MANDATE trade union, along with other concerned organisations, reacted angrily to the Government’s shameful cutting of the minimum wage in December’s Budget. Flagged as a potential target before Budget 2011, this socially and morally regressive step was wrapped up together with the EU/IMF bailout. Government ministers then sought to blame external influences for stripping 12% off the pay packets of the poorest in society while some of those on extremely high incomes came through the Budget better off.
After the measure was revealed in the Budget, the Government, knowing full well how the public would react, rushed through the necessary legislation to turn the proposal into law. Despite this short window of opportunity, a group of community organisations and trade unions, gathered together a petition of over 6,000 signatures in less then 24 hours. This was presented to opposition TDs who gave undertakings that the measure would be rescinded if they were elected to power in next year’s general election.
When the matter came before the Dáil, the Government parties and some of the Independents combined to pass the Bill with the Labour Party, Fine Gael, Sinn Fein and certain Independents voting against the measure.
John Douglas said the measure, when put together with widening of the tax bands represented an extraordinary ‘double whammy’ aimed at the ‘working poor’. He said that as his union had feared, the lower paid are being used as scapegoats to cover up a decade of economic blunders by a Government that no longer has a mandate to govern.
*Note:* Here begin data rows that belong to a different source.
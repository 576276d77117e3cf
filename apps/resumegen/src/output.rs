use std::io::Write;
use std::path::{Path, PathBuf};

use tempfile::NamedTempFile;
use tracing::{debug, info};

use crate::errors::GenError;

/// Where the rendered document goes.
#[derive(Debug, Clone, PartialEq, Eq)]
pub enum Destination {
    Stdout,
    File(PathBuf),
}

impl Destination {
    /// `-` means standard output, anything else a file path.
    pub fn from_arg(arg: &str) -> Self {
        if arg == "-" {
            Destination::Stdout
        } else {
            Destination::File(PathBuf::from(arg))
        }
    }
}

/// Writes the fully rendered `contents` to `dest`.
///
/// Files are written to a temporary sibling and renamed into place, so the
/// destination either holds the complete document or is left untouched.
pub fn write_output(dest: &Destination, contents: &str) -> Result<(), GenError> {
    match dest {
        Destination::Stdout => {
            let mut stdout = std::io::stdout().lock();
            stdout
                .write_all(contents.as_bytes())
                .and_then(|_| stdout.flush())
                .map_err(|source| GenError::Write {
                    path: PathBuf::from("<stdout>"),
                    source,
                })?;
            debug!("Wrote {} bytes to stdout", contents.len());
        }
        Destination::File(path) => {
            write_atomic(path, contents)?;
            info!("Wrote {} bytes to {}", contents.len(), path.display());
        }
    }
    Ok(())
}

fn write_atomic(path: &Path, contents: &str) -> Result<(), GenError> {
    let write_err = |source: std::io::Error| GenError::Write {
        path: path.to_path_buf(),
        source,
    };

    let dir = match path.parent() {
        Some(parent) if !parent.as_os_str().is_empty() => parent,
        _ => Path::new("."),
    };

    let mut tmp = NamedTempFile::new_in(dir).map_err(write_err)?;
    tmp.write_all(contents.as_bytes()).map_err(write_err)?;
    tmp.as_file().sync_all().map_err(write_err)?;
    tmp.persist(path).map_err(|e| write_err(e.error))?;
    Ok(())
}
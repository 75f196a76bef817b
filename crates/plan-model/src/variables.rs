//! 決策變數表

use plan_core::{Period, PlanningHorizon, ProductId};

use crate::formulation::{Formulation, VarId};

/// 決策變數種類
#[derive(Debug, Clone, Copy, PartialEq, Eq, Hash)]
pub enum VariableKind {
    /// 生產數量
    Production,
    /// 期末庫存
    Inventory,
    /// 期末欠交
    Backlog,
}

impl VariableKind {
    pub const ALL: [VariableKind; 3] = [
        VariableKind::Production,
        VariableKind::Inventory,
        VariableKind::Backlog,
    ];

    pub fn label(self) -> &'static str {
        match self {
            VariableKind::Production => "production",
            VariableKind::Inventory => "inventory",
            VariableKind::Backlog => "backlog",
        }
    }

    fn offset(self) -> usize {
        match self {
            VariableKind::Production => 0,
            VariableKind::Inventory => 1,
            VariableKind::Backlog => 2,
        }
    }
}

/// 固定形狀的 (種類, 產品, 期間) 變數表
///
/// 建立時即涵蓋完整的產品 × 期間格，查詢不會遺漏。
#[derive(Debug, Clone)]
pub struct VariableGrid {
    products: Vec<ProductId>,
    horizon: PlanningHorizon,
    vars: Vec<VarId>,
}

impl VariableGrid {
    /// 為每個 (種類, 產品, 期間) 宣告一個非負連續變數
    pub fn declare(
        formulation: &mut Formulation,
        products: &[ProductId],
        horizon: &PlanningHorizon,
    ) -> Self {
        let mut vars = Vec::with_capacity(3 * products.len() * horizon.len());
        for kind in VariableKind::ALL {
            for product in products {
                for period in horizon.iter() {
                    vars.push(formulation.add_variable(format!(
                        "{}_{}_{}",
                        kind.label(),
                        product,
                        period
                    )));
                }
            }
        }

        Self {
            products: products.to_vec(),
            horizon: horizon.clone(),
            vars,
        }
    }

    /// 查詢變數（產品或期間不在表內時回傳 None）
    pub fn get(&self, kind: VariableKind, product: &ProductId, period: Period) -> Option<VarId> {
        let p = self.products.iter().position(|x| x == product)?;
        let t = self.horizon.position(period)?;
        Some(self.at(kind, p, t))
    }

    /// 依位置查詢變數
    pub(crate) fn at(&self, kind: VariableKind, product_pos: usize, period_pos: usize) -> VarId {
        let per_kind = self.products.len() * self.horizon.len();
        self.vars[kind.offset() * per_kind + product_pos * self.horizon.len() + period_pos]
    }

    pub fn len(&self) -> usize {
        self.vars.len()
    }

    pub fn is_empty(&self) -> bool {
        self.vars.is_empty()
    }
}
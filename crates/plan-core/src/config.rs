//! 計劃配置與情境模型

use rust_decimal::Decimal;
use serde::{Deserialize, Serialize};
use std::collections::{BTreeMap, HashMap};
use std::path::Path;

use crate::{
    ensure_non_negative, CostTable, DemandTable, InitialInventory, PlanError, PlanningHorizon,
    ProductId, Result,
};

/// 求解與輸出參數
#[derive(Debug, Clone, Serialize, Deserialize)]
pub struct PlanConfig {
    /// 結果保留小數位數
    pub result_scale: u32,

    /// 驗證容差
    pub tolerance: Decimal,

    /// 求解後是否重新驗證需求平衡與產能
    pub verify_solution: bool,
}

impl PlanConfig {
    /// 創建預設配置
    pub fn new() -> Self {
        Self {
            result_scale: 6,
            tolerance: Decimal::new(1, 4),
            verify_solution: true,
        }
    }

    /// 建構器模式：設置結果小數位數
    pub fn with_result_scale(mut self, scale: u32) -> Self {
        self.result_scale = scale;
        self
    }

    /// 建構器模式：設置驗證容差
    pub fn with_tolerance(mut self, tolerance: Decimal) -> Self {
        self.tolerance = tolerance.abs();
        self
    }

    /// 建構器模式：設置是否驗證解
    pub fn with_verify_solution(mut self, verify: bool) -> Self {
        self.verify_solution = verify;
        self
    }
}

impl Default for PlanConfig {
    fn default() -> Self {
        Self::new()
    }
}

/// 完整的供應計劃情境（可由 JSON 載入）
///
/// 需求以序列表示，第 i 筆對應時界中的第 i 期。
#[derive(Debug, Clone, Serialize, Deserialize)]
pub struct PlanningScenario {
    pub products: Vec<ProductId>,

    pub periods: Vec<u32>,

    /// 省略時所有產品期初庫存為 0
    #[serde(default)]
    pub initial_inventory: Option<HashMap<ProductId, Decimal>>,

    pub demand: BTreeMap<ProductId, Vec<Decimal>>,

    pub capacity_per_period: Decimal,

    pub production_cost: HashMap<ProductId, Decimal>,

    pub inventory_cost: HashMap<ProductId, Decimal>,

    pub backlog_cost: HashMap<ProductId, Decimal>,
}

impl PlanningScenario {
    /// 兩產品、四期的示範情境
    pub fn example() -> Self {
        let a = ProductId::new("ProductA");
        let b = ProductId::new("ProductB");
        let d = |values: [i64; 4]| values.iter().map(|&v| Decimal::from(v)).collect::<Vec<_>>();
        let pair = |x: i64, y: i64| {
            HashMap::from([(a.clone(), Decimal::from(x)), (b.clone(), Decimal::from(y))])
        };

        Self {
            products: vec![a.clone(), b.clone()],
            periods: (0..4).collect(),
            initial_inventory: Some(pair(100, 50)),
            demand: BTreeMap::from([
                (a.clone(), d([120, 140, 160, 130])),
                (b.clone(), d([80, 90, 110, 100])),
            ]),
            capacity_per_period: Decimal::from(300),
            production_cost: pair(10, 12),
            inventory_cost: pair(2, 2),
            backlog_cost: pair(20, 20),
        }
    }

    /// 從 JSON 字串載入
    pub fn from_json_str(json: &str) -> Result<Self> {
        Ok(serde_json::from_str(json)?)
    }

    /// 從 JSON 檔案載入
    pub fn from_json_file(path: impl AsRef<Path>) -> Result<Self> {
        let contents = std::fs::read_to_string(path)?;
        Self::from_json_str(&contents)
    }

    pub fn horizon(&self) -> Result<PlanningHorizon> {
        PlanningHorizon::from_periods(self.periods.iter().copied())
    }

    /// 將需求序列對應到時界各期
    pub fn demand_table(&self) -> Result<DemandTable> {
        let horizon = self.horizon()?;
        let mut table = DemandTable::new();

        for (product, series) in &self.demand {
            if series.len() > horizon.len() {
                return Err(PlanError::InvalidHorizon(format!(
                    "產品 {} 的需求有 {} 期，超過時界 {} 期",
                    product,
                    series.len(),
                    horizon.len()
                )));
            }
            for (period, &quantity) in horizon.iter().zip(series) {
                table.insert(product.clone(), period, quantity)?;
            }
        }

        Ok(table)
    }

    /// 期初庫存（省略時回傳 None）
    pub fn initial_inventory(&self) -> Result<Option<InitialInventory>> {
        let Some(on_hand) = &self.initial_inventory else {
            return Ok(None);
        };

        let mut inventory = InitialInventory::new();
        for (product, &quantity) in on_hand {
            inventory.set(product.clone(), quantity)?;
        }
        Ok(Some(inventory))
    }

    pub fn cost_table(&self) -> Result<CostTable> {
        CostTable::from_maps(
            self.production_cost.clone(),
            self.inventory_cost.clone(),
            self.backlog_cost.clone(),
        )
    }

    pub fn capacity(&self) -> Result<Decimal> {
        ensure_non_negative(self.capacity_per_period, || "每期產能".to_string())
    }
}
//! 求解結果驗證
//!
//! 以輸入資料重新檢查需求平衡、產能與非負條件，
//! 發現的問題以警告回報，不中斷計劃。

use plan_core::{DemandTable, InitialInventory, PlanTable, PlanningHorizon, ProductId};
use rust_decimal::Decimal;

use crate::PlanWarning;

/// 計劃結果驗證器
pub struct PlanVerifier<'a> {
    products: &'a [ProductId],
    horizon: &'a PlanningHorizon,
    initial_inventory: &'a InitialInventory,
    demand: Option<&'a DemandTable>,
    capacity: Option<Decimal>,
    tolerance: Decimal,
}

impl<'a> PlanVerifier<'a> {
    pub fn new(
        products: &'a [ProductId],
        horizon: &'a PlanningHorizon,
        initial_inventory: &'a InitialInventory,
        tolerance: Decimal,
    ) -> Self {
        Self {
            products,
            horizon,
            initial_inventory,
            demand: None,
            capacity: None,
            tolerance: tolerance.abs(),
        }
    }

    /// 建構器模式：設置需求（None 時略過需求平衡檢查）
    pub fn with_demand(mut self, demand: Option<&'a DemandTable>) -> Self {
        self.demand = demand;
        self
    }

    /// 建構器模式：設置每期產能（None 時略過產能檢查）
    pub fn with_capacity(mut self, capacity: Option<Decimal>) -> Self {
        self.capacity = capacity;
        self
    }

    /// 驗證計劃結果
    pub fn verify(&self, table: &PlanTable) -> Vec<PlanWarning> {
        let mut warnings = Vec::new();

        for product in self.products {
            self.verify_product(table, product, &mut warnings);
        }
        self.verify_capacity(table, &mut warnings);

        tracing::debug!("驗證完成，警告 {} 筆", warnings.len());
        warnings
    }

    fn verify_product(&self, table: &PlanTable, product: &ProductId, warnings: &mut Vec<PlanWarning>) {
        let mut prev_inventory = self
            .initial_inventory
            .get(product)
            .unwrap_or(Decimal::ZERO);
        let mut prev_backlog = Decimal::ZERO;
        let mut max_backlog = Decimal::ZERO;

        for period in self.horizon.iter() {
            let Some(row) = table.row(product, period) else {
                // 前後期無法銜接，其餘期間不再檢查
                warnings.push(PlanWarning::error(
                    product.to_string(),
                    format!("缺少期間 {} 的結果", period),
                ));
                break;
            };

            for (label, value) in [
                ("生產", row.production),
                ("庫存", row.inventory),
                ("欠交", row.backlog),
            ] {
                if value < -self.tolerance {
                    warnings.push(PlanWarning::error(
                        product.to_string(),
                        format!("期間 {} {}為負: {}", period, label, value),
                    ));
                }
            }

            if let Some(required) = self.demand.and_then(|d| d.get(product, period)) {
                let residual = prev_inventory + row.production - row.inventory + row.backlog
                    - prev_backlog
                    - required;
                if residual.abs() > self.tolerance {
                    warnings.push(PlanWarning::error(
                        product.to_string(),
                        format!("期間 {} 需求平衡不成立，差額 {}", period, residual),
                    ));
                }
            }

            max_backlog = max_backlog.max(row.backlog);
            prev_inventory = row.inventory;
            prev_backlog = row.backlog;
        }

        if max_backlog > self.tolerance {
            warnings.push(PlanWarning::info(
                product.to_string(),
                format!("有欠交，最高 {}", max_backlog.normalize()),
            ));
        }
    }

    fn verify_capacity(&self, table: &PlanTable, warnings: &mut Vec<PlanWarning>) {
        let Some(capacity) = self.capacity else {
            return;
        };

        for period in self.horizon.iter() {
            let total = table.total_production(period);
            if total > capacity + self.tolerance {
                warnings.push(PlanWarning::error(
                    format!("period-{}", period),
                    format!("生產合計 {} 超過產能 {}", total, capacity),
                ));
            }
        }
    }
}
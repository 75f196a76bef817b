//! 期初庫存模型

use rust_decimal::Decimal;
use serde::{Deserialize, Serialize};
use std::collections::HashMap;

use crate::{ensure_non_negative, PlanError, ProductId, Result};

/// 期初庫存（僅用於第一期的需求平衡）
#[derive(Debug, Clone, Default, PartialEq, Serialize, Deserialize)]
pub struct InitialInventory {
    on_hand: HashMap<ProductId, Decimal>,
}

impl InitialInventory {
    /// 創建空的期初庫存
    pub fn new() -> Self {
        Self::default()
    }

    /// 所有產品期初庫存為 0
    pub fn zeros<'a>(products: impl IntoIterator<Item = &'a ProductId>) -> Self {
        Self {
            on_hand: products
                .into_iter()
                .map(|p| (p.clone(), Decimal::ZERO))
                .collect(),
        }
    }

    /// 建構器模式：設置產品期初庫存
    pub fn with_quantity(mut self, product: impl Into<ProductId>, quantity: Decimal) -> Result<Self> {
        self.set(product.into(), quantity)?;
        Ok(self)
    }

    /// 設置產品期初庫存
    pub fn set(&mut self, product: ProductId, quantity: Decimal) -> Result<()> {
        let quantity = ensure_non_negative(quantity, || format!("期初庫存 {}", product))?;
        self.on_hand.insert(product, quantity);
        Ok(())
    }

    pub fn get(&self, product: &ProductId) -> Option<Decimal> {
        self.on_hand.get(product).copied()
    }

    /// 查詢期初庫存，缺少時回傳 [`PlanError::MissingInitialInventory`]
    pub fn require(&self, product: &ProductId) -> Result<Decimal> {
        self.get(product)
            .ok_or_else(|| PlanError::MissingInitialInventory(product.to_string()))
    }

    /// 所有產品期初庫存合計
    pub fn total(&self) -> Decimal {
        self.on_hand.values().copied().sum()
    }
}
//! 計劃期間模型

use serde::{Deserialize, Serialize};
use std::fmt;

use crate::{PlanError, Result};

/// 計劃期間（整數索引）
#[derive(Debug, Clone, Copy, PartialEq, Eq, Hash, PartialOrd, Ord, Serialize, Deserialize)]
#[serde(transparent)]
pub struct Period(pub u32);

impl Period {
    pub fn index(self) -> u32 {
        self.0
    }
}

impl fmt::Display for Period {
    fn fmt(&self, f: &mut fmt::Formatter<'_>) -> fmt::Result {
        write!(f, "{}", self.0)
    }
}

impl From<u32> for Period {
    fn from(index: u32) -> Self {
        Self(index)
    }
}

/// 計劃時界
///
/// 嚴格遞增且不中斷的期間序列。前一期以序列位置查找，
/// 不依賴 `t - 1` 的算術。
#[derive(Debug, Clone, PartialEq, Eq, Default, Serialize, Deserialize)]
#[serde(try_from = "RawHorizon")]
pub struct PlanningHorizon {
    periods: Vec<Period>,
}

/// 反序列化用的未驗證形式
#[derive(Deserialize)]
struct RawHorizon {
    periods: Vec<Period>,
}

impl TryFrom<RawHorizon> for PlanningHorizon {
    type Error = PlanError;

    fn try_from(raw: RawHorizon) -> Result<Self> {
        Self::from_periods(raw.periods)
    }
}

impl PlanningHorizon {
    /// 創建從 0 開始、共 `count` 期的時界
    pub fn new(count: u32) -> Self {
        Self {
            periods: (0..count).map(Period).collect(),
        }
    }

    /// 從期間清單創建時界
    ///
    /// 期間必須嚴格遞增且連續（起點不限），否則回傳
    /// [`PlanError::InvalidHorizon`]。
    pub fn from_periods<I>(periods: I) -> Result<Self>
    where
        I: IntoIterator,
        I::Item: Into<Period>,
    {
        let periods: Vec<Period> = periods.into_iter().map(Into::into).collect();

        for pair in periods.windows(2) {
            let (prev, next) = (pair[0], pair[1]);
            if next <= prev {
                return Err(PlanError::InvalidHorizon(format!(
                    "期間必須嚴格遞增: {} 之後為 {}",
                    prev, next
                )));
            }
            if next.0 != prev.0 + 1 {
                return Err(PlanError::InvalidHorizon(format!(
                    "期間不可中斷: {} 與 {} 之間有缺口",
                    prev, next
                )));
            }
        }

        Ok(Self { periods })
    }

    /// 第一期
    pub fn first(&self) -> Option<Period> {
        self.periods.first().copied()
    }

    /// 前一期（第一期或不在時界內時回傳 None）
    pub fn predecessor(&self, period: Period) -> Option<Period> {
        match self.position(period)? {
            0 => None,
            pos => Some(self.periods[pos - 1]),
        }
    }

    /// 期間在時界中的位置
    pub fn position(&self, period: Period) -> Option<usize> {
        let first = self.first()?;
        let offset = period.0.checked_sub(first.0)? as usize;
        (offset < self.periods.len()).then_some(offset)
    }

    pub fn iter(&self) -> impl Iterator<Item = Period> + '_ {
        self.periods.iter().copied()
    }

    pub fn periods(&self) -> &[Period] {
        &self.periods
    }

    pub fn len(&self) -> usize {
        self.periods.len()
    }

    pub fn is_empty(&self) -> bool {
        self.periods.is_empty()
    }
}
“The Government’s tax strategy is totally regressive as it focuses on bringing more lower paid workers into the tax net and doesn’t address the issue of getting more tax from those on very high incomes. In addition, they have also cut welfare benefits like Child Benefit which help families on lower incomes to keep their heads above water.”
John Douglas continued that the retrograde step will actually damage the economy.
“Cutting the wages of the lowest paid workers will only degrade working conditions and lead to a decrease in productivity, damage consumer spending, and will place those with the lowest incomes in an impossible situation. This is all the more pointless when we know that it is the lower wage earners who spend proportionately more in the local economy than higher paid workers.”
“Ireland’s minimum wage has been consistently misrepresented as disproportionately high when this is not the case. This rhetoric diverts from the real issue of wage disparity and social inequality. Other EU countries such as France, Belgium, and the Netherlands have similar minimum wages, yet their cost of living is considerably lower. In fact, other EU countries are also continuing to increase minimum wages in the recession, in order to encourage consumption.”